▶ **Requirement**
From the entries that follow, extract each line holding the string "masked".

◇ ◇ ◇ ◇

//! Cross-site request forgery protection.
//!
//! The real token is 32 random bytes kept in an `HttpOnly` cookie. Pages
//! never see it directly: each request gets a freshly masked copy
//! (`pad ‖ pad XOR token`, base64) in [`Context::csrf_token`], so the value
//! embedded in HTML changes on every render.
//!
//! State-changing requests (`POST`, `PUT`, `PATCH`, `DELETE`) must echo a
//! masked token in the `csrf_token` form field or the `X-CSRF-Token` header.
//! Anything else is rejected with `400 Bad Request` before the downstream
//! chain runs.
//!
//! [`Context::csrf_token`]: crate::request::Context::csrf_token

use base64::Engine as _;
use base64::engine::general_purpose::STANDARD;
use http::header::{SET_COOKIE, VARY};
use http::{HeaderValue, Method, StatusCode};
use rand::RngCore;
use rand::rngs::OsRng;
use subtle::ConstantTimeEq;
use tracing::warn;

use super::{Middleware, Next};
use crate::cookie::CookieSettings;
use crate::form;
use crate::handler::BoxFuture;
use crate::request::Request;
use crate::response::Response;

/// Form field carrying the masked token.
pub const CSRF_FIELD: &str = "csrf_token";
/// Header carrying the masked token, for scripted clients.
pub const CSRF_HEADER: &str = "x-csrf-token";

const TOKEN_LEN: usize = 32;
/// One year, matching the usual lifetime of anti-forgery cookies.
const COOKIE_MAX_AGE: i64 = 365 * 24 * 60 * 60;

type Token = [u8; TOKEN_LEN];

fn generate() -> Token {
    let mut token = [0u8; TOKEN_LEN];
    OsRng.fill_bytes(&mut token);
    token
}

fn decode_real(cookie: &str) -> Option<Token> {
    STANDARD.decode(cookie).ok()?.try_into().ok()
}

fn mask(token: &Token) -> String {
    let pad = generate();
    let mut out = Vec::with_capacity(TOKEN_LEN * 2);
    out.extend_from_slice(&pad);
    out.extend(pad.iter().zip(token).map(|(p, t)| p ^ t));
    STANDARD.encode(out)
}

fn unmask(sent: &str) -> Option<Token> {
    let raw = STANDARD.decode(sent.trim()).ok()?;
    if raw.len() != TOKEN_LEN * 2 {
        return None;
    }
    let (pad, masked) = raw.split_at(TOKEN_LEN);
    let mut token = [0u8; TOKEN_LEN];
    for (slot, (p, m)) in token.iter_mut().zip(pad.iter().zip(masked)) {
        *slot = p ^ m;
    }
    Some(token)
}

fn verify(real: &Token, sent: Option<&str>) -> bool {
    sent.and_then(unmask)
        .is_some_and(|candidate| bool::from(candidate[..].ct_eq(&real[..])))
}

fn is_state_changing(method: &Method) -> bool {
    matches!(*method, Method::POST | Method::PUT | Method::PATCH | Method::DELETE)
}

/// Issues and verifies anti-forgery tokens.
///
/// Place it after the session middleware: when the session token is renewed
/// during a request (login, logout) the guard rotates its own token too.
#[derive(Clone, Debug)]
pub struct CsrfGuard {
    cookie: CookieSettings,
}

impl CsrfGuard {
    pub fn new(secure: bool) -> Self {
        Self { cookie: CookieSettings::new("csrf_token").secure(secure) }
    }

    fn set_cookie(&self, res: &mut Response, token: &Token) {
        if let Some(value) = self.cookie.header_value(&STANDARD.encode(token), Some(COOKIE_MAX_AGE)) {
            res.headers_mut().append(SET_COOKIE, value);
            res.headers_mut().append(VARY, HeaderValue::from_static("Cookie"));
        }
    }

    fn submitted(req: &Request) -> Option<String> {
        if let Some(header) = req.header(CSRF_HEADER) {
            return Some(header.to_owned());
        }
        let pairs = form::parse_pairs(req.body()).ok()?;
        form::first(&pairs, CSRF_FIELD).map(str::to_owned)
    }
}

impl Middleware for CsrfGuard {
    fn handle(&self, mut req: Request, next: Next) -> BoxFuture {
        let this = self.clone();
        Box::pin(async move {
            let existing = req.cookie(&this.cookie.name).and_then(decode_real);
            let issue = existing.is_none();
            let real = existing.unwrap_or_else(generate);

            if is_state_changing(req.method()) && !verify(&real, Self::submitted(&req).as_deref()) {
                warn!(method = %req.method(), uri = %req.uri(), "csrf token missing or invalid");
                let mut res = Response::error(StatusCode::BAD_REQUEST);
                if issue {
                    this.set_cookie(&mut res, &real);
                }
                return res;
            }

            req.context_mut().csrf_token = Some(mask(&real));
            let session = req.session().cloned();

            let mut res = next.run(req).await;

            if session.is_some_and(|s| s.was_renewed()) {
                this.set_cookie(&mut res, &generate());
            } else if issue {
                this.set_cookie(&mut res, &real);
            }
            res
        })
    }
}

◇ ◇ ◇ ◇

▶ **Solved problem**
//! never see it directly: each request gets a freshly masked copy
//! masked token in the `csrf_token` form field or the `X-CSRF-Token` header.
/// Form field carrying the masked token.
/// Header carrying the masked token, for scripted clients.
    let (pad, masked) = raw.split_at(TOKEN_LEN);
    for (slot, (p, m)) in token.iter_mut().zip(pad.iter().zip(masked)) {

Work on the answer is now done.